Expected aggregate on 6 × c5n.18xlarge (100 Gbps NICs, fully cached): **\~68 GB/s**, scaling near-linearly from per-pair 11.4 GB/s. Match against [6 Node httpbench on AWS](/ee-ai-en/ai-3.8-15.1.x/benchmark/s3-api.md#id-6-node-httpbench-on-aws).

## Troubleshooting

* **Pattern 2 looks identical to Pattern 1 for large objects** — this is expected behavior for 1+ GiB objects, where the 307 handshake amortises to near-zero.
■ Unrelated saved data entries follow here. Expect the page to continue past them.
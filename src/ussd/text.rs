//! User-facing screen text in every supported language.

use crate::models::{CurrentWeather, Language};

pub fn language_menu() -> String {
    "Select Language / Yer Dhok:\n1. English\n2. Dholuo\n0. Exit / Wuok".to_string()
}

/// Language is not known yet, so the annotation is English only
pub fn language_menu_invalid() -> String {
    format!("Invalid selection. Please try again.\n\n{}", language_menu())
}

pub fn main_menu(language: Language, location: &str) -> String {
    match language {
        Language::English => format!(
            "Main Menu ({}):\n1. Today's Weather\n2. 3-Day Forecast\n3. Farming Tips\n0. Exit",
            location
        ),
        Language::Luo => format!(
            "Meny mar Loch ({}):\n1. Nen Piny Kawuono\n2. Nen Piny Ndege Adek\n3. Puonj mag Puro\n0. Wuok",
            location
        ),
    }
}

pub fn main_menu_invalid(language: Language, location: &str) -> String {
    let annotation = match language {
        Language::English => "Invalid selection. Try again.",
        Language::Luo => "Tic mogo. Tem kendo.",
    };
    format!("{}\n\n{}", annotation, main_menu(language, location))
}

pub fn back_option(language: Language) -> &'static str {
    match language {
        Language::English => "0. Main Menu",
        Language::Luo => "0. Wuok",
    }
}

pub fn weather_error(language: Language) -> &'static str {
    match language {
        Language::English => "Error getting weather data.",
        Language::Luo => "Tye bal e neno piny.",
    }
}

pub fn tips_error(language: Language) -> &'static str {
    match language {
        Language::English => "Error getting weather data.",
        Language::Luo => "Tye bal ka yudo wach piny.",
    }
}

pub fn forecast_error(language: Language) -> &'static str {
    match language {
        Language::English => "Error getting forecast data.",
        Language::Luo => "Tye bal e yudo wach piny ma odiechieng.",
    }
}

pub fn forecast_heading(language: Language, location: &str) -> String {
    match language {
        Language::English => format!("3-Day Forecast ({}):", location),
        Language::Luo => format!("Piny Ndege Adek ({}):", location),
    }
}

pub fn no_forecast_data(language: Language) -> &'static str {
    match language {
        Language::English => "No forecast data available.",
        Language::Luo => "Dongruok mar piny onge.",
    }
}

/// Current-conditions block, one reading per line, wind only when reported
pub fn weather_report(language: Language, location: &str, weather: &CurrentWeather) -> String {
    let (heading, temp, conditions, humidity, wind) = match language {
        Language::English => (
            format!("Weather in {} Today:", location),
            "Temperature",
            "Conditions",
            "Humidity",
            "Wind",
        ),
        Language::Luo => (
            format!("Piny e {} Kawuono:", location),
            "Liet",
            "Kit Piny",
            "Um",
            "Yamo",
        ),
    };

    let mut report = format!(
        "{}\n{}: {}°C\n{}: {}\n{}: {}%",
        heading,
        temp,
        weather.temperature_c,
        conditions,
        weather.description,
        humidity,
        weather.humidity_percent
    );
    if let Some(speed) = weather.wind_speed_ms {
        report.push_str(&format!("\n{}: {} m/s", wind, speed));
    }
    report
}

pub fn goodbye(language: Language) -> &'static str {
    match language {
        Language::English => "Thank you for using Farmer Weather Service!",
        Language::Luo => "Aparo pi tiyo kodwa. Med ameda maber!",
    }
}

pub fn technical_error() -> &'static str {
    "A technical error occurred. Please try again later."
}

#[cfg(test)]
mod tests {
    use super::*;
    use chrono::Utc;

    #[test]
    fn main_menu_names_location() {
        assert!(main_menu(Language::English, "Lira").starts_with("Main Menu (Lira):"));
        assert!(main_menu(Language::Luo, "Lira").starts_with("Meny mar Loch (Lira):"));
    }

    #[test]
    fn invalid_main_menu_keeps_language() {
        let luo = main_menu_invalid(Language::Luo, "Gulu");
        assert!(luo.starts_with("Tic mogo. Tem kendo.\n\nMeny mar Loch"));
    }

    #[test]
    fn weather_report_omits_missing_wind() {
        let mut weather = CurrentWeather {
            temperature_c: 23.04,
            description: "few clouds".into(),
            humidity_percent: 64,
            wind_speed_ms: None,
            observed_at: Utc::now(),
        };
        let report = weather_report(Language::English, "Gulu", &weather);
        assert_eq!(
            report,
            "Weather in Gulu Today:\nTemperature: 23.04°C\nConditions: few clouds\nHumidity: 64%"
        );

        weather.wind_speed_ms = Some(4.12);
        let report = weather_report(Language::Luo, "Gulu", &weather);
        assert!(report.starts_with("Piny e Gulu Kawuono:\nLiet: 23.04°C"));
        assert!(report.ends_with("\nYamo: 4.12 m/s"));
    }
}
See [307 Redirect Cost: Large vs Small Objects](/ee-ai-en/ai-3.8-15.1.x/benchmark/s3-api.md#id-307-redirect-cost-large-vs-small-objects).
* **Throughput far below 95% of iperf3 ceiling** — most likely data is not fully cached, or a single-TCP-stream AWS ENA cap is hit (C=1 is capped at \~5 Gbps on ENA, regardless of NIC size). Bump `-c` to 32 or above, and verify cache with `bin/alluxio fs check-cached`.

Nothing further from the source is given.